Caregiving can be physically and emotionally exhausting. Whether you are in the profession of caregiving or taking care of a loved one, it is important to remember to recharge your batteries. For family members, caregiving can also lead to additional pressures, such as financial strain, family conflict, and social withdrawal. Over time, caregiver stress can lead to burnout, a condition marked by irritability, fatigue, problems with sleep, weight gain, feelings of helplessness or hopelessness, and social isolation.
Caregiver burnout is an example of how repeated exposure to stress harms mental and physical health. Chronic stress triggers a release of stress hormones in the body, which can lead to exhaustion, irritability, a weakened immune system, digestive distress, headaches, pains, and weight gain, especially in the midsection of the body.
Your body does have a natural way to combat stress. The counter-stress system is called the “relaxation response,” regulated by the parasympathetic nervous system. You can purposefully activate the relaxation response through mind-body practices like yoga, tai chi, meditation, and deep relaxation techniques.
1. Self-compassion is essential to self-care.
Being kind to yourself builds the foundation to self-care. Self-compassion means giving yourself credit for the tough, complex work of caregiving, stepping away from the self-critical, harsh inner voice, and allowing yourself time — even if it’s just a few minutes a day — to take care of yourself.
Lack of time or energy can make getting that time away particularly challenging. You may even feel guilty or selfish for paying attention to your own needs. What you need to know is this: in fact, practicing self-care allows the caregiver to remain more balanced, focused, and effective, which helps everyone involved.
2. Practice simple breath awareness for 10 minutes a day.

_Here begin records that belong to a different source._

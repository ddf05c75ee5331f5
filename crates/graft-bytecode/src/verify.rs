//! Structural class verification
//!
//! Checks the invariants an edited class must keep to stay loadable: label
//! identity, branch/exception/debug-record resolution, local slot bounds,
//! and body/abstract consistency. This is intentionally not a type checker;
//! it validates structure only.

use crate::class::{ClassFile, MethodBody, MethodDef};
use crate::insn::{Insn, LabelId};
use std::collections::HashSet;

/// Structural verification errors
#[derive(Debug, thiserror::Error)]
pub enum VerifyError {
    /// Abstract method carries a body
    #[error("Abstract method {0} must not have a body")]
    AbstractWithBody(String),

    /// Concrete method has no body
    #[error("Concrete method {0} has no body")]
    ConcreteWithoutBody(String),

    /// Label token outside the arena
    #[error("Label {label:?} out of range (arena size {arena}) in {method}")]
    LabelOutOfRange {
        /// Offending token
        label: LabelId,
        /// Arena size of the body
        arena: u32,
        /// Method name
        method: String,
    },

    /// Label defined more than once
    #[error("Label {label:?} defined more than once in {method}")]
    DuplicateLabel {
        /// Offending token
        label: LabelId,
        /// Method name
        method: String,
    },

    /// Referenced label never defined
    #[error("Label {label:?} referenced but never defined in {method}")]
    UndefinedLabel {
        /// Offending token
        label: LabelId,
        /// Method name
        method: String,
    },

    /// Local slot index outside the declared frame
    #[error("Local slot {slot} out of range (max {max}) in {method}")]
    InvalidLocalRef {
        /// Offending slot
        slot: u16,
        /// Declared `max_locals`
        max: u16,
        /// Method name
        method: String,
    },

    /// Execution falls off the end of a body
    #[error("Execution falls off end of {0}")]
    FallOffEnd(String),
}

/// Verify a class's structural invariants
pub fn verify_class(class: &ClassFile) -> Result<(), VerifyError> {
    for method in &class.methods {
        verify_method(method)?;
    }
    Ok(())
}

/// Verify a single method
pub fn verify_method(method: &MethodDef) -> Result<(), VerifyError> {
    match (&method.body, method.is_abstract()) {
        (Some(_), true) => return Err(VerifyError::AbstractWithBody(method.name.clone())),
        (None, false) => return Err(VerifyError::ConcreteWithoutBody(method.name.clone())),
        (None, true) => return Ok(()),
        (Some(body), false) => verify_body(body, &method.name)?,
    }
    Ok(())
}

fn verify_body(body: &MethodBody, method: &str) -> Result<(), VerifyError> {
    let defined = collect_defined_labels(body, method)?;

    let check = |label: LabelId| -> Result<(), VerifyError> {
        if label.0 >= body.label_count {
            return Err(VerifyError::LabelOutOfRange {
                label,
                arena: body.label_count,
                method: method.to_string(),
            });
        }
        if !defined.contains(&label) {
            return Err(VerifyError::UndefinedLabel {
                label,
                method: method.to_string(),
            });
        }
        Ok(())
    };

    for insn in &body.code {
        match insn {
            Insn::Jump(_, label) => check(*label)?,
            Insn::Switch {
                targets, default, ..
            } => {
                for target in targets {
                    check(*target)?;
                }
                check(*default)?;
            }
            Insn::Var(_, slot) | Insn::Inc(slot, _) => {
                if *slot >= body.max_locals {
                    return Err(VerifyError::InvalidLocalRef {
                        slot: *slot,
                        max: body.max_locals,
                        method: method.to_string(),
                    });
                }
            }
            _ => {}
        }
    }

    for tc in &body.try_catches {
        check(tc.start)?;
        check(tc.end)?;
        check(tc.handler)?;
    }
    for lv in &body.local_vars {
        check(lv.start)?;
        check(lv.end)?;
    }
    for line in &body.lines {
        check(line.start)?;
    }

    // Empty bodies are allowed; anything else must end in a terminator.
    if let Some(last) = body.code.last() {
        if !last.opcode().is_terminator() {
            return Err(VerifyError::FallOffEnd(method.to_string()));
        }
    }

    Ok(())
}

fn collect_defined_labels(
    body: &MethodBody,
    method: &str,
) -> Result<HashSet<LabelId>, VerifyError> {
    let mut defined = HashSet::new();
    for insn in &body.code {
        if let Insn::Label(label) = insn {
            if label.0 >= body.label_count {
                return Err(VerifyError::LabelOutOfRange {
                    label: *label,
                    arena: body.label_count,
                    method: method.to_string(),
                });
            }
            if !defined.insert(*label) {
                return Err(VerifyError::DuplicateLabel {
                    label: *label,
                    method: method.to_string(),
                });
            }
        }
    }
    Ok(defined)
}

One of the simplest deep relaxation techniques is breath awareness. We go over breath awareness, paced breathing, and other breath techniques in The Harvard Medical School Guide to Yoga. Here is one you can try:
I breathe in calm and relaxing energy.
I pause to let the quiet energy relax my body.
I breathe out and release any anxious or tense energy.
*Breathing exercises should not be painful or uncomfortable; if holding your breath is uncomfortable, just eliminate the pause between the inhalation and exhalation.
3. Try a mind-body practice like yoga, tai chi, meditation, and deep relaxation techniques.
Mind-body practices not only build physical health, but also deepen the awareness and connection between the mind and body. Yoga has been shown to reduce stress in caregiving groups, like family of those with Alzheimer’s disease and cancer. We describe yoga breathing, poses, and meditation techniques in The Harvard Medical School Guide to Yoga.
Mindfulness meditation and deep relaxation techniques can reduce stress. Guided audio meditations are available online:
4. Make eating well and getting quality sleep priorities.
It’s easy to forget about your own meals and needs when trying to help others. Maintaining adequate sleep and nutrition are key to preventing caregiver burnout. Build a daily 10-minute nighttime routine to achieve more restful sleep. Your nighttime routine can include your breathing exercises, meditation, or yoga poses. Missing meals can lead to irritability and fatigue, so it is important to eat regularly scheduled meals throughout the day.
Nutrition can also be an important factor to prevent burnout. Chronic stress has been linked to increased inflammation in the body, so it is helpful to avoid foods that are processed or high in refined sugars, which increase inflammation in the body. Avoid or reduce alcohol, since alcohol both increases inflammation in the body and disrupts quality of sleep.
5. Remain socially connected. Find support through local caregiver support groups.
While it can be difficult to keep social appointments with friends and family in the face of medical caretaking, it is important to maintain social connections to feel less isolated and prevent burnout.
Realizing that you’re not alone and that others are going through similar experiences nurtures your ability to be self-compassionate. Hospitals and local organizations often offer caregiver support groups for family and caregivers.